Because Belenko was acting deputy commander of the 3rd Squadron, he customarily dined with the squadron commander, Yevgeny Petrovich Pankovsky. More often than not, by breakfast time Pankovsky’s day had already started unhappily. The regimental commander, Lieutenant Colonel Yevgeny Ivanovich Shevsov, rose early to survey the wreckage visited upon his domain during the night, and by six-thirty he had the squadron commanders before him to berate and degrade them for the most recent transgressions of their underlings.
Shevsov was a sorely troubled officer. This was his first command, and the difficulties besetting the regiment would have taxed the capacities of the wisest and most experienced leader. He did not quite know how to cope, but he tried mightily, shouting, threatening, and often ridiculing officers in front of one another and the men. Other pilots dubbed him the Monster, but to Belenko he looked more like a toothless boxer dog: short, husky, with receding red hair, a protruding jaw, and a face that seemed in perpetual motion, as if he were chewing or growling.

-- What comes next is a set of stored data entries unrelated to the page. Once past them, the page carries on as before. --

//! Health check endpoints

use axum::Json;
use serde::Serialize;
use utoipa::ToSchema;

#[derive(Serialize, ToSchema)]
pub struct HealthResponse {
    /// Current status of the service
    pub status: String,
    /// Version of the service
    pub version: String,
}

/// Health check endpoint
#[utoipa::path(
    get,
    path = "/health",
    tag = "health",
    responses(
        (status = 200, description = "Service is healthy", body = HealthResponse)
    )
)]
pub async fn health_check() -> Json<HealthResponse> {
    Json(HealthResponse {
        status: "healthy".to_string(),
        version: env!("CARGO_PKG_VERSION").to_string(),
    })
}

/// Readiness check endpoint
#[utoipa::path(
    get,
    path = "/ready",
    tag = "health",
    responses(
        (status = 200, description = "Service is ready", body = HealthResponse)
    )
)]
pub async fn readiness_check() -> Json<HealthResponse> {
    Json(HealthResponse {
        status: "ready".to_string(),
        version: env!("CARGO_PKG_VERSION").to_string(),
    })
}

Belenko greeted his squadron commander as always. “Good morning, Yevgeny Petrovich.”
“You think it’s a good morning? Do you know that already I got reamed? Did you know that our soldiers refused to eat breakfast this morning? They threw their food at the cooks, and one of them hit a cook.”
“Would you eat that food from their mess hall?”
“No.”
“I wouldn’t eat that food either. I think if we would take a pig from a good kolkhoz and put that pig in the mess hall, that pig would faint.”
“Well, I agree. But what can I do about it?”
At eight the regiment assembled on the asphalt parade ground before the staff headquarters buildings. Pilots stood at attention in the first rank; flight engineers, their assistants, and the enlisted men in succeeding ranks behind.
“Comrade Soldiers, Sergeants, and Officers!” Shevsov shouted. “Today we fly. Our mission is a vital mission, for we will fire rockets. The results of this important mission will depend on everybody, from soldiers to officers, working together. In spite of all our troubles here, we each must do our best today.
“We must remember that the Americans are not sleeping. We must remember that the Chinese are only a day’s march away. We must remember that aircraft, fuel, and rockets are expensive and that our government which supplies them is not a milk cow. We cannot afford soon to repeat this mission, so we must do it properly today.
“Now, next weekend we will give the Party a Communist Weekend. Everybody will work, officers and soldiers; everybody. Each squadron must gather sod and plant it over the aircraft bunkers so that from the sky they will appear to the Americans to be no more than green, grassy fields.
“I have one other announcement, a very serious announcement. Do you know that our regiment has a great lover? Do you know whom he loves? Not his faithful wife who waits far away, anxious to join him here as soon as quarters are ready; no, he loves a whore in the village, a common whore.” While the officers winced and the enlisted men snickered, Shevsov read aloud a telegram from the wife of a flight engineer, beseeching him to compel her husband to cease a dalliance of which she suspected him. “Here we have a big example of degenerate capitalist morality. Let this be a warning to all. Henceforth in our regiment we will abide by and tolerate only communist morality.